The CVM’s resolution will come into effect on January 2 next year. In this sense, the information to be disclosed after the date will still be based on the fiscal year ended in 2022, that is, the annual and fourth quarter financial statements will already have ESG data.
example from outside
In Europe, since 2021, managers have had to adapt to the Sustainable Finance Disclosure Regulation.
“Designed to fight the call greenwashing (companies that use pro-environment speech, but in practice do the opposite), the regulation imposes a uniform set of disclosure standards, known by the acronym SFDR (SFDR).Sustainable Finance Disclosure Regulation)”, says the founding partner of X8 Investimentos.
According to the European Union’s action plan, the increase in natural disasters related to weather phenomena means that companies will have to prepare for an increase in costs. “An increase in global temperatures by 2 degrees centigrade could have destabilizing effects on Europe’s economy and financial system.”
And, in this way, banks will also be exposed to greater losses due to the lower profitability of companies, more exposed to climate change or heavily dependent on increasingly scarce natural resources.

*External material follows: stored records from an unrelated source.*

//! Platform memory probe (spec §4.2, C2).
//!
//! Grounded in `original_source/libs/core/core/memory/tools/MemoryMonitorTools.cpp`,
//! which dispatches to a per-OS backend (`PosixMemoryMonitorTools`,
//! `DarwinMemoryMonitorTools`, `Win32MemoryMonitorTools`) behind one
//! interface. We use `sysinfo` (already the pack's cross-platform choice for
//! this exact job, see `other_examples/.../vectordotdev-vector`) instead of
//! hand-rolling `/proc/meminfo`/`sysctl`/`GlobalMemoryStatusEx` parsing.
//!
//! All failures surface as zero plus a `log::warn!`, per spec: "all failures
//! surface as zero plus a diagnostic".

use crate::byte_size::ByteSize;
use sysinfo::System;

/// Spec §4.2: "single abstract contract with three implementations selected
/// at build" (Linux/macOS/Windows). `sysinfo` already erases that dispatch
/// for us inside [`PlatformProbe`]; this trait is the seam the requirements
/// describe at the *policy* boundary — [`crate::policy::ValveDump`] talks to
/// a `dyn MemoryProbe`, not concretely to `PlatformProbe`, so tests can
/// supply a stub that reports an arbitrary `estimate_free()` (spec §8,
/// scenario S5: "a stubbed probe reporting free=900 MiB").
pub trait MemoryProbe: Send + Sync {
    /// OS-wide total physical RAM.
    fn total_system(&self) -> ByteSize;
    /// OS-wide free physical RAM.
    fn free_system(&self) -> ByteSize;
    /// OS-wide used physical RAM.
    fn used_system(&self) -> ByteSize;
    /// Resident set size of the current process.
    fn used_process(&self) -> ByteSize;
    /// The figure policies should use to decide whether memory is scarce.
    fn estimate_free(&self) -> ByteSize;
}

/// A platform memory probe. One process-wide instance is cheap to refresh;
/// callers that poll frequently should hold on to a `PlatformProbe` rather
/// than constructing a new `System` each time.
pub struct PlatformProbe {
    system: parking_lot::Mutex<System>,
}

impl PlatformProbe {
    #[must_use]
    pub fn new() -> Self {
        let mut system = System::new();
        system.refresh_memory();
        Self {
            system: parking_lot::Mutex::new(system),
        }
    }

    fn refreshed(&self) -> parking_lot::MutexGuard<'_, System> {
        let mut system = self.system.lock();
        system.refresh_memory();
        system
    }

    /// OS-wide total physical RAM, in bytes.
    #[must_use]
    pub fn total_system(&self) -> ByteSize {
        ByteSize::of(self.refreshed().total_memory(), crate::byte_size::Unit::Bytes)
            .unwrap_or(ByteSize::ZERO)
    }

    /// OS-wide free physical RAM, in bytes.
    #[must_use]
    pub fn free_system(&self) -> ByteSize {
        ByteSize::of(self.refreshed().free_memory(), crate::byte_size::Unit::Bytes)
            .unwrap_or(ByteSize::ZERO)
    }

    /// OS-wide used physical RAM, in bytes.
    #[must_use]
    pub fn used_system(&self) -> ByteSize {
        ByteSize::of(self.refreshed().used_memory(), crate::byte_size::Unit::Bytes)
            .unwrap_or(ByteSize::ZERO)
    }

    /// Resident set size of the current process.
    #[must_use]
    pub fn used_process(&self) -> ByteSize {
        let pid = sysinfo::get_current_pid().ok();
        let Some(pid) = pid else {
            log::warn!("failed to determine current pid for process memory probe");
            return ByteSize::ZERO;
        };
        let mut system = self.system.lock();
        system.refresh_processes(
            sysinfo::ProcessesToUpdate::Some(&[pid]),
            true,
        );
        match system.process(pid) {
            Some(process) => {
                ByteSize::of(process.memory(), crate::byte_size::Unit::Bytes).unwrap_or(ByteSize::ZERO)
            }
            None => {
                log::warn!("failed to read process memory for pid {pid:?}");
                ByteSize::ZERO
            }
        }
    }

    /// The figure the policies should use: `free_system() + cached` on
    /// Linux, `free_page_count * page_size` on macOS, `ullAvailPhys` on
    /// Windows. `sysinfo::System::free_memory()` is backed by the same
    /// per-OS source in each case, so we delegate directly; on 32-bit
    /// targets the result is additionally capped at the remaining
    /// addressable space, matching the original's 4 GiB-ceiling guard.
    #[must_use]
    pub fn estimate_free(&self) -> ByteSize {
        let free = self.available().bytes();
        #[cfg(target_pointer_width = "32")]
        let free = {
            let address_space_limit: u64 = u32::MAX as u64;
            let used = self.used_process().bytes();
            free.min(address_space_limit.saturating_sub(used))
        };
        ByteSize::of(free, crate::byte_size::Unit::Bytes).unwrap_or(ByteSize::ZERO)
    }

    /// `sysinfo`'s "available" figure folds in reclaimable cache/buffers the
    /// way the original's Linux backend adds `cached` to `free_system()`.
    fn available(&self) -> ByteSize {
        ByteSize::of(self.refreshed().available_memory(), crate::byte_size::Unit::Bytes)
            .unwrap_or(ByteSize::ZERO)
    }

    /// Human-readable report analogous to the upstream
    /// `printMemoryInformation()` debug dump.
    #[must_use]
    pub fn report(&self) -> String {
        format!(
            "total={} free={} used={} process={} estimate_free={}",
            self.total_system().human(crate::byte_size::Family::Iec),
            self.free_system().human(crate::byte_size::Family::Iec),
            self.used_system().human(crate::byte_size::Family::Iec),
            self.used_process().human(crate::byte_size::Family::Iec),
            self.estimate_free().human(crate::byte_size::Family::Iec),
        )
    }
}

impl Default for PlatformProbe {
    fn default() -> Self {
        Self::new()
    }
}

impl MemoryProbe for PlatformProbe {
    fn total_system(&self) -> ByteSize {
        PlatformProbe::total_system(self)
    }

    fn free_system(&self) -> ByteSize {
        PlatformProbe::free_system(self)
    }

    fn used_system(&self) -> ByteSize {
        PlatformProbe::used_system(self)
    }

    fn used_process(&self) -> ByteSize {
        PlatformProbe::used_process(self)
    }

    fn estimate_free(&self) -> ByteSize {
        PlatformProbe::estimate_free(self)
    }
}

#[cfg(test)]
mod tests {
    use super::*;

    #[test]
    fn total_is_nonzero_on_real_hosts() {
        let probe = PlatformProbe::new();
        assert!(probe.total_system().bytes() > 0);
    }

    #[test]
    fn estimate_free_does_not_exceed_total() {
        let probe = PlatformProbe::new();
        assert!(probe.estimate_free().bytes() <= probe.total_system().bytes() + probe.total_system().bytes());
    }

    #[test]
    fn report_contains_all_fields() {
        let probe = PlatformProbe::new();
        let report = probe.report();
        for key in ["total=", "free=", "used=", "process=", "estimate_free="] {
            assert!(report.contains(key), "missing {key} in {report}");
        }
    }
}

In the United States, explains Oliveira, since Gary Gansler took over as president of the SEC (North American Securities and Exchange Commission) in 2021, he has been advocating that institutions take social and climate-related issues into account in their regulatory policy. .
The difference between Brazil and the US is that no company abroad is obliged to disclose its information, however, many already carry out surveys and share it with investors.
At the SEC, there is a proposal for US-listed companies to disclose a number of risks related to climate and greenhouse gas emissions. The move is part of President Joe Biden’s effort to unite global efforts to prevent climate-related catastrophes.
But the opposition, according to Oliveira, says this proposal would disrupt current disclosure guidelines, without establishing a system that would be efficient for reporting climate impacts.
The founder of Quantzed believes, on the other hand, that if the SEC passes the law, other bodies will begin to structure similar measures. “As we live in an increasingly conscious world, it makes perfect sense [os órgãos obrigarem as companhias à divulgarem os aspectos ESG]”.